▶ Information given:
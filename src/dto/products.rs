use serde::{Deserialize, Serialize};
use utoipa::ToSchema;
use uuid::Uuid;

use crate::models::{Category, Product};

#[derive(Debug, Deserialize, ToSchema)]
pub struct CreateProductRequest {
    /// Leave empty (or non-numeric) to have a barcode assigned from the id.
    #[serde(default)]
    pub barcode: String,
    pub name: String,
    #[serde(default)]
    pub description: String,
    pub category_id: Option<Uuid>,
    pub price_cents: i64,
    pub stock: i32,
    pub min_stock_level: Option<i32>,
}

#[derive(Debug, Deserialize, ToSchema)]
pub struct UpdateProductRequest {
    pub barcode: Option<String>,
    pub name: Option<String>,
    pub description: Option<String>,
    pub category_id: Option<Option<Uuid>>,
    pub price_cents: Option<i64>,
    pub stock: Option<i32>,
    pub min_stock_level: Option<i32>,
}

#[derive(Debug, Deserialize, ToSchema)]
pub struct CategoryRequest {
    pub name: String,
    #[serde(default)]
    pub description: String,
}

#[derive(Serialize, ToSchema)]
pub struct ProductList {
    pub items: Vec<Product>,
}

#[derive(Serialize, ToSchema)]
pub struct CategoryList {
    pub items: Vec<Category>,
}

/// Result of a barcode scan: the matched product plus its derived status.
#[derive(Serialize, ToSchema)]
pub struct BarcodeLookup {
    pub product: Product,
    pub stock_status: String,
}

...

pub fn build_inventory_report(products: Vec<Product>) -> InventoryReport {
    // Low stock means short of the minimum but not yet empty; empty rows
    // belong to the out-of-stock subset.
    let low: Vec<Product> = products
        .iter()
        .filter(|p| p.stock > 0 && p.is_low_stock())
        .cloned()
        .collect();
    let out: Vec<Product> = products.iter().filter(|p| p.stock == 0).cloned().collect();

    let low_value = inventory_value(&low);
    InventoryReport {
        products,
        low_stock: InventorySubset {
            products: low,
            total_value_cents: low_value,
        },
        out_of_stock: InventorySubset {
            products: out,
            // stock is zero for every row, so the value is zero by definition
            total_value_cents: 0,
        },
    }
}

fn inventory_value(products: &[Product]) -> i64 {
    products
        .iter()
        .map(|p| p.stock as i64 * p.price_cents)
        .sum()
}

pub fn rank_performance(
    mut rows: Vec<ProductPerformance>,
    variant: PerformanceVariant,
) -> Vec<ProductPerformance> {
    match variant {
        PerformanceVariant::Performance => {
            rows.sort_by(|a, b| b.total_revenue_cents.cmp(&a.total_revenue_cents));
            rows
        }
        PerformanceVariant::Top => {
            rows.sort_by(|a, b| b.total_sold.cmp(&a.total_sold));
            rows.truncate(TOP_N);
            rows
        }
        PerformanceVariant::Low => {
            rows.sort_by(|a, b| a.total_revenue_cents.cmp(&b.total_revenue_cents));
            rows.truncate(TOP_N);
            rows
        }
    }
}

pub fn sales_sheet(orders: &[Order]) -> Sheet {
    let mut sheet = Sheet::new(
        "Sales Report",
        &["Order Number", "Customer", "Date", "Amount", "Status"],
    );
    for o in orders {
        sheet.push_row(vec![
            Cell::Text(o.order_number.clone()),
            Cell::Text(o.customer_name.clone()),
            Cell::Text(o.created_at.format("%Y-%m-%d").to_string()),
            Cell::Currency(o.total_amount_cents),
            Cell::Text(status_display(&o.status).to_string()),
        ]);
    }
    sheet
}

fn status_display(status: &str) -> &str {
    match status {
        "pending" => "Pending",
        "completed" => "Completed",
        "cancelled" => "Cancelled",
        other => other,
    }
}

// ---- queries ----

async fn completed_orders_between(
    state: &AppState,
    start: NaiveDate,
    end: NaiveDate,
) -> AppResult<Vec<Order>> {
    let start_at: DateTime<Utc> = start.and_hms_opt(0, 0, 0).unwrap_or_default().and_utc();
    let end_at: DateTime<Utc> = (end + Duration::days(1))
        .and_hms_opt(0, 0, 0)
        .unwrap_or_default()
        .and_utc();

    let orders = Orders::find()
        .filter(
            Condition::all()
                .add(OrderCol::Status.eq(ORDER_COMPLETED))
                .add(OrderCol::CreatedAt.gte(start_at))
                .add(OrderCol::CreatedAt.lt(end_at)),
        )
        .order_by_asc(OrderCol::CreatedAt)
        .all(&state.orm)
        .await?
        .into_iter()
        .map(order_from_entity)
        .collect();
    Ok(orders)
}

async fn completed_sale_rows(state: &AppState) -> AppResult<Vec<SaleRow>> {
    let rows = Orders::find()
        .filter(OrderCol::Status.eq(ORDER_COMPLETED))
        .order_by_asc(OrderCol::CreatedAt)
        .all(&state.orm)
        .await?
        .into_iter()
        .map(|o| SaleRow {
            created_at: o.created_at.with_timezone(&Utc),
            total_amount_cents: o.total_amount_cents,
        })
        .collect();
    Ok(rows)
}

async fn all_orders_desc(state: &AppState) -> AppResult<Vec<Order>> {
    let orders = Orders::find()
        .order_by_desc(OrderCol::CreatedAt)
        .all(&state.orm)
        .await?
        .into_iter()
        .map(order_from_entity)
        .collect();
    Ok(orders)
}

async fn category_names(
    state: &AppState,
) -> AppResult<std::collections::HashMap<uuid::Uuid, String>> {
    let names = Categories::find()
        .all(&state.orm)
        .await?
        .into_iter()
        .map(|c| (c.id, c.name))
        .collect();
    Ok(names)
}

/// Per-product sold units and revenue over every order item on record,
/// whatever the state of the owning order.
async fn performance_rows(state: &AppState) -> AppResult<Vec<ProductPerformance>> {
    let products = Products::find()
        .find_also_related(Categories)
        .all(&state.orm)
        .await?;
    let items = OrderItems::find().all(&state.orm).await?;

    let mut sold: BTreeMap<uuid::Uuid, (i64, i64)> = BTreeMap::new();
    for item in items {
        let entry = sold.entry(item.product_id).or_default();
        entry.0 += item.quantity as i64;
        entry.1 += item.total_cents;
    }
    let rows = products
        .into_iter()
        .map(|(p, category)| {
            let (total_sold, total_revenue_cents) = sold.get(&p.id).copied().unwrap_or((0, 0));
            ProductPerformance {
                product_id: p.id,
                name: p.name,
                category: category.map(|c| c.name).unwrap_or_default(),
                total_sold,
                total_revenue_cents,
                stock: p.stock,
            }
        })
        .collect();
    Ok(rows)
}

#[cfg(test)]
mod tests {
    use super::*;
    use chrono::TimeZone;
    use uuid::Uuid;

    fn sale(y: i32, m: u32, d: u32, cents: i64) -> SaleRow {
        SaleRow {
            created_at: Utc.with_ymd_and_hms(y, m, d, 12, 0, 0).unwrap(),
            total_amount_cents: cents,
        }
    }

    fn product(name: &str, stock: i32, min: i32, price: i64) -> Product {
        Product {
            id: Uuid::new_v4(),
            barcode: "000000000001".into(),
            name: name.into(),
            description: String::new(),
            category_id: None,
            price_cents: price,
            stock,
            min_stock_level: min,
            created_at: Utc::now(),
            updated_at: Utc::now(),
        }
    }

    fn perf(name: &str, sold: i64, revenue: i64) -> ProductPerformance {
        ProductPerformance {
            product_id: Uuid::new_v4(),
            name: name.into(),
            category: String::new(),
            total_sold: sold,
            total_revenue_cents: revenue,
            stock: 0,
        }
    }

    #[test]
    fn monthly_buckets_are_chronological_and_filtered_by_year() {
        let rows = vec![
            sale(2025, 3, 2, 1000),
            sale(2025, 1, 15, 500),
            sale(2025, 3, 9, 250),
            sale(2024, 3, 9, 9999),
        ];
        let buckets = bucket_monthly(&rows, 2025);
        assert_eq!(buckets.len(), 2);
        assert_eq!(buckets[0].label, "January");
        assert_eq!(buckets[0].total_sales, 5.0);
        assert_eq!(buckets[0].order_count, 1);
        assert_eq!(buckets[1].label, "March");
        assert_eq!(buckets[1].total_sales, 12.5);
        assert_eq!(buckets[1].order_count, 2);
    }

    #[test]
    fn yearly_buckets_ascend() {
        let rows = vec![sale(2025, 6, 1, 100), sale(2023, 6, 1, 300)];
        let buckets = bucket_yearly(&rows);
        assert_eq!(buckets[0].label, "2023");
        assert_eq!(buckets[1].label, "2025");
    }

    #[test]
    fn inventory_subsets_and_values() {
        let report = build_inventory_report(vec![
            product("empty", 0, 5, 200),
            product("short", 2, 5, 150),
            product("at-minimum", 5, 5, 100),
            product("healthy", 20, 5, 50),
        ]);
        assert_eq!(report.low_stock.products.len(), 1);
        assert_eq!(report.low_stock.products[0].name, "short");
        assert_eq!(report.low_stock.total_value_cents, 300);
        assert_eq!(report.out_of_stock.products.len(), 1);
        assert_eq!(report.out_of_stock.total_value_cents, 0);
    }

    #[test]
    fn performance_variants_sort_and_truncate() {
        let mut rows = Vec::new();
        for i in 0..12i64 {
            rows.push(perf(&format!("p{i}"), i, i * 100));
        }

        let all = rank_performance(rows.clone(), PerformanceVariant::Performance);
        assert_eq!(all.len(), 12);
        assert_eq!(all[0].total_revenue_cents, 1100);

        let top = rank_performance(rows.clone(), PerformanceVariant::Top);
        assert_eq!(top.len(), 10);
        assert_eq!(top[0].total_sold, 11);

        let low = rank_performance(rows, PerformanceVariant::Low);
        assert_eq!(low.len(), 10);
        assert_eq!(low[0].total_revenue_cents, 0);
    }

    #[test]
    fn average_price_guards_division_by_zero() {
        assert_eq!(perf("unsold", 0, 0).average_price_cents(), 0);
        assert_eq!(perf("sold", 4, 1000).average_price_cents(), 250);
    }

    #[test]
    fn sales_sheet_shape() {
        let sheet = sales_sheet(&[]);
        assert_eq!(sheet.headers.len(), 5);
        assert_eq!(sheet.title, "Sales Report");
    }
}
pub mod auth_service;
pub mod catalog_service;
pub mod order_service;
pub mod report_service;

---

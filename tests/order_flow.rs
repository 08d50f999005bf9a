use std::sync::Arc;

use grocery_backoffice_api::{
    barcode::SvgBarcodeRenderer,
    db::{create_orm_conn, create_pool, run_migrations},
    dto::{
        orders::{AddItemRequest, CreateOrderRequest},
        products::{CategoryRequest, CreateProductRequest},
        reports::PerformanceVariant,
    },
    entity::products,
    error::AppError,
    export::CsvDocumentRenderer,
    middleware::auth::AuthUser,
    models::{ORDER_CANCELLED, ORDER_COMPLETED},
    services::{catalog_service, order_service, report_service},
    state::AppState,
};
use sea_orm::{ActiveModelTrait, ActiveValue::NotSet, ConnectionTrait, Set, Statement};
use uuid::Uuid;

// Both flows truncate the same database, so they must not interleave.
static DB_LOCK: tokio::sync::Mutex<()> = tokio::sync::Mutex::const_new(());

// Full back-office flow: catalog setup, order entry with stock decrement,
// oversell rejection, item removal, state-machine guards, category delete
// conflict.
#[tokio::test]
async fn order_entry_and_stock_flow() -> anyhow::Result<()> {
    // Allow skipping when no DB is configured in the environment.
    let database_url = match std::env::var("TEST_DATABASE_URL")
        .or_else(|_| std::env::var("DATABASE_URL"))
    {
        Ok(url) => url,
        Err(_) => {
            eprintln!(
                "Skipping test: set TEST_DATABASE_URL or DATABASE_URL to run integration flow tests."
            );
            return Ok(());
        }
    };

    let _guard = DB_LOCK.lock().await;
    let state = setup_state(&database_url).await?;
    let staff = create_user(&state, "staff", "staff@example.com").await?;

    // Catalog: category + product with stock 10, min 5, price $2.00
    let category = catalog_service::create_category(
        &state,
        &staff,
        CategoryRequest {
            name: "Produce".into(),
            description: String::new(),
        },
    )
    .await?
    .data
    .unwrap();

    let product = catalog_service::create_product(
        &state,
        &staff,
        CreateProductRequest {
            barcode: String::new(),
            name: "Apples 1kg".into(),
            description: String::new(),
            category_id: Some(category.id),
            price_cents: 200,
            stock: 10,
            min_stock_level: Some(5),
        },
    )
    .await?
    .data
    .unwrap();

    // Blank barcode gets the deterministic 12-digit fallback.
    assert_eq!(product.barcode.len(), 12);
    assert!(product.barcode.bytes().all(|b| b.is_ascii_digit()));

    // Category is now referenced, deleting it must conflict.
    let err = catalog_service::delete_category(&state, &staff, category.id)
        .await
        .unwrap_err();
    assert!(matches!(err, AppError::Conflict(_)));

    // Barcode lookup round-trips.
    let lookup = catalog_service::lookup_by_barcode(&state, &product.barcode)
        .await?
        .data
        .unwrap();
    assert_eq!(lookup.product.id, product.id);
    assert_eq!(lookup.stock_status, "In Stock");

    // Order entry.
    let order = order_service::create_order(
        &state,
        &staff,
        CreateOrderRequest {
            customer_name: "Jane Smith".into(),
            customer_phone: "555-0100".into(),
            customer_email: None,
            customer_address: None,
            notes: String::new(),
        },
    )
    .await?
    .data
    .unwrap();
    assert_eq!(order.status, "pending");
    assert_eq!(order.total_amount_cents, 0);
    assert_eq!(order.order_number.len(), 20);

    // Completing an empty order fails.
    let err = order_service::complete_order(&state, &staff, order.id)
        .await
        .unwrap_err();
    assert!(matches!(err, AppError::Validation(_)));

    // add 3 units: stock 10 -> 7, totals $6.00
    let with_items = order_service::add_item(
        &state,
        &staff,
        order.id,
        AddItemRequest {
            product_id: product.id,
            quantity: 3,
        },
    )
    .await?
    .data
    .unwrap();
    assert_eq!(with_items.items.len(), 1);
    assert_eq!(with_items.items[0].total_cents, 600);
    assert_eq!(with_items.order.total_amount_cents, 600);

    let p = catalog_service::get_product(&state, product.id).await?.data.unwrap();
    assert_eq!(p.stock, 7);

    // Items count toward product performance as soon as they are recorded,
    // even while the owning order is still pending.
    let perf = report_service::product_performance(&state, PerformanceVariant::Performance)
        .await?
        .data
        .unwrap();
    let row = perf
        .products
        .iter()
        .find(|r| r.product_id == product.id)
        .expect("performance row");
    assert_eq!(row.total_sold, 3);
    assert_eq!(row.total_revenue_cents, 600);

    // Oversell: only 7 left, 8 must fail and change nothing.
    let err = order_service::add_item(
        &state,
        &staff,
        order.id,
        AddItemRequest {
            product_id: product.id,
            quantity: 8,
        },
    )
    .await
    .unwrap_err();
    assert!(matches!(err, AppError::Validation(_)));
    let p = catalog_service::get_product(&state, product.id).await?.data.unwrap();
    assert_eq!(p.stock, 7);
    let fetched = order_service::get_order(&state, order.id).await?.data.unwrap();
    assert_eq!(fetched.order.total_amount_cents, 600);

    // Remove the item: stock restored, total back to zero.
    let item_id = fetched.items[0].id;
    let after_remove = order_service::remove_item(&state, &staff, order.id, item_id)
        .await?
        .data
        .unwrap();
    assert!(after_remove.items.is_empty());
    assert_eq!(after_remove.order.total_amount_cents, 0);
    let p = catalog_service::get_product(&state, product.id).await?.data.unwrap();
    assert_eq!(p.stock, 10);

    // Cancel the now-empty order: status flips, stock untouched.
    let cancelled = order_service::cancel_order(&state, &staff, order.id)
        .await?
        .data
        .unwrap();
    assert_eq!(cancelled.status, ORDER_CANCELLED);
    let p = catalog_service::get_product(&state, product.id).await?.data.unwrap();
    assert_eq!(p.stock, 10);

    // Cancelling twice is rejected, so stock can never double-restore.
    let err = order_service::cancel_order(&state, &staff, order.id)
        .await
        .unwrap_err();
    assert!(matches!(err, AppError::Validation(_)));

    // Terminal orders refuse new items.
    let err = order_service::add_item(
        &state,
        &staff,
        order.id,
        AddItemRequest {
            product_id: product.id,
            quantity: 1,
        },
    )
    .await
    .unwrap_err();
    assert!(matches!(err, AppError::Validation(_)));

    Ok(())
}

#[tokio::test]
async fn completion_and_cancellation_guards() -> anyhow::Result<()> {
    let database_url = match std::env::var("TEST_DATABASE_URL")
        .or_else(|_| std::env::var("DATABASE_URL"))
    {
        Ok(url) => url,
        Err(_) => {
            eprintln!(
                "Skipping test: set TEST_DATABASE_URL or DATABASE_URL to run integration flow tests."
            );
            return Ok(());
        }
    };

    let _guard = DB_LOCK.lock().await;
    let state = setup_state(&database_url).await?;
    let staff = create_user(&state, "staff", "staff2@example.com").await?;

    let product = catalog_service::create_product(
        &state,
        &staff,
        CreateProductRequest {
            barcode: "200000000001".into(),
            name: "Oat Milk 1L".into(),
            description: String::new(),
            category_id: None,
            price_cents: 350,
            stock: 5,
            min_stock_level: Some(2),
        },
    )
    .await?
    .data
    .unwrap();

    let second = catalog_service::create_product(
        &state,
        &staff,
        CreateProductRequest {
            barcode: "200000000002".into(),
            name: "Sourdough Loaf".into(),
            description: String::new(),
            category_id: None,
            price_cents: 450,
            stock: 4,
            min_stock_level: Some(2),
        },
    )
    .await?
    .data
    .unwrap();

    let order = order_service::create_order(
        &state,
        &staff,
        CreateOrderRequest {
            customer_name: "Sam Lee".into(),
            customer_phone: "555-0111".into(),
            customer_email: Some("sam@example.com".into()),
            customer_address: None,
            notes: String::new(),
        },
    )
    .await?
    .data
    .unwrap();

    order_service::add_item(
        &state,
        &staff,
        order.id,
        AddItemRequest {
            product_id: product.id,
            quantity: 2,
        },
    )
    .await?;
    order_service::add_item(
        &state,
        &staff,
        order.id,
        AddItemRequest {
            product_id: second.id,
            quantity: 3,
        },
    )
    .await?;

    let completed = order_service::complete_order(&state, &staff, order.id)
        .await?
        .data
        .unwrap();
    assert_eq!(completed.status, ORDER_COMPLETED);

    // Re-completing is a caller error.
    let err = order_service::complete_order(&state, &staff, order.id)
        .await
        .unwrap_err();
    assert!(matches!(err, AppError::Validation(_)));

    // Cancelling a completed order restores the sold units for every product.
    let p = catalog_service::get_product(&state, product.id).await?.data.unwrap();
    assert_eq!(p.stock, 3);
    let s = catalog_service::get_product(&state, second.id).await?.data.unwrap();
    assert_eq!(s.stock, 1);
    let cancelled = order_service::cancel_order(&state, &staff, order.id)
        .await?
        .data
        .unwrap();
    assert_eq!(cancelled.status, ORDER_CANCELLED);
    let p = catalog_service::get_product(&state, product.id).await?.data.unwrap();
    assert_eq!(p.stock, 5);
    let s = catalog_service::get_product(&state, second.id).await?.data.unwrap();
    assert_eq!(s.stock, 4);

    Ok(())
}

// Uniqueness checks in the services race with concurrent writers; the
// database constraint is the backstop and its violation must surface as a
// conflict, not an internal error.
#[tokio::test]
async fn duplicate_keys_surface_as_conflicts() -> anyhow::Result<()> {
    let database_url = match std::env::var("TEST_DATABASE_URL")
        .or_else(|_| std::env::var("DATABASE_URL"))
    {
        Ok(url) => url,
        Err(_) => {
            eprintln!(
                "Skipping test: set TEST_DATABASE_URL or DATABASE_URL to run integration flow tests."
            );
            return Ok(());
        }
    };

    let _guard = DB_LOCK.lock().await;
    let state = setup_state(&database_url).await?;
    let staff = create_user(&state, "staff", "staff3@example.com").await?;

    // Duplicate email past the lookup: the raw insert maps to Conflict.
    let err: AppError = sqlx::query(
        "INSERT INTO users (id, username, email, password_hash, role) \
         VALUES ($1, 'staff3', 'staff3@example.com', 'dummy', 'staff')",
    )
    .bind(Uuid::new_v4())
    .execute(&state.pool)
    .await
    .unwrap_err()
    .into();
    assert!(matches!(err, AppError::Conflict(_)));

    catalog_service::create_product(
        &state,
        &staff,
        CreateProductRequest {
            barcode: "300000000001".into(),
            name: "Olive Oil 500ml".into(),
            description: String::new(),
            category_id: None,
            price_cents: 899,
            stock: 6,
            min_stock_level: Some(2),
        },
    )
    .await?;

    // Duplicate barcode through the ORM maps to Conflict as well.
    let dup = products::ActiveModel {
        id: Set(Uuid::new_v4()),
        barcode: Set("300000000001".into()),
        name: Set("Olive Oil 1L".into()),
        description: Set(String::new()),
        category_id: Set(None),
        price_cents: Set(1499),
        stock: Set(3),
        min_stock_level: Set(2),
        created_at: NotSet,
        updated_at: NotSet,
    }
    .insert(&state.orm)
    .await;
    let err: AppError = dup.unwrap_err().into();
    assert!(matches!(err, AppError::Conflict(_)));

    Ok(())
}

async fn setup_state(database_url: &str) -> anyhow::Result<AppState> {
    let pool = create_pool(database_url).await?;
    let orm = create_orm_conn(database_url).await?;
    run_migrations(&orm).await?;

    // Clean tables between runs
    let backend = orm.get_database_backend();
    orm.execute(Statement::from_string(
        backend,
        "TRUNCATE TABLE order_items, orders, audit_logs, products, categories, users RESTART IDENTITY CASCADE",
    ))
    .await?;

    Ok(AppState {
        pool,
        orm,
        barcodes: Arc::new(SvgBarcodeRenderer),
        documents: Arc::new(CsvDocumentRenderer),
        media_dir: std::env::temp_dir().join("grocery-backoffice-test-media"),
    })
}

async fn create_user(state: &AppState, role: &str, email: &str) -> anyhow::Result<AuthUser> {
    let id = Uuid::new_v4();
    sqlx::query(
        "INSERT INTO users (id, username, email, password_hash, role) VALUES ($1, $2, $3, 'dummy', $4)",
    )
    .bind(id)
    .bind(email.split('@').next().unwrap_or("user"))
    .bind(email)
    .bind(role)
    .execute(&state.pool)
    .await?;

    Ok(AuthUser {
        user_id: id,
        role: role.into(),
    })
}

▶ Your task:
In the lines above, find the word "InventorySubset" and copy every line it occurs in.

▶ Task output:
        low_stock: InventorySubset {
        out_of_stock: InventorySubset {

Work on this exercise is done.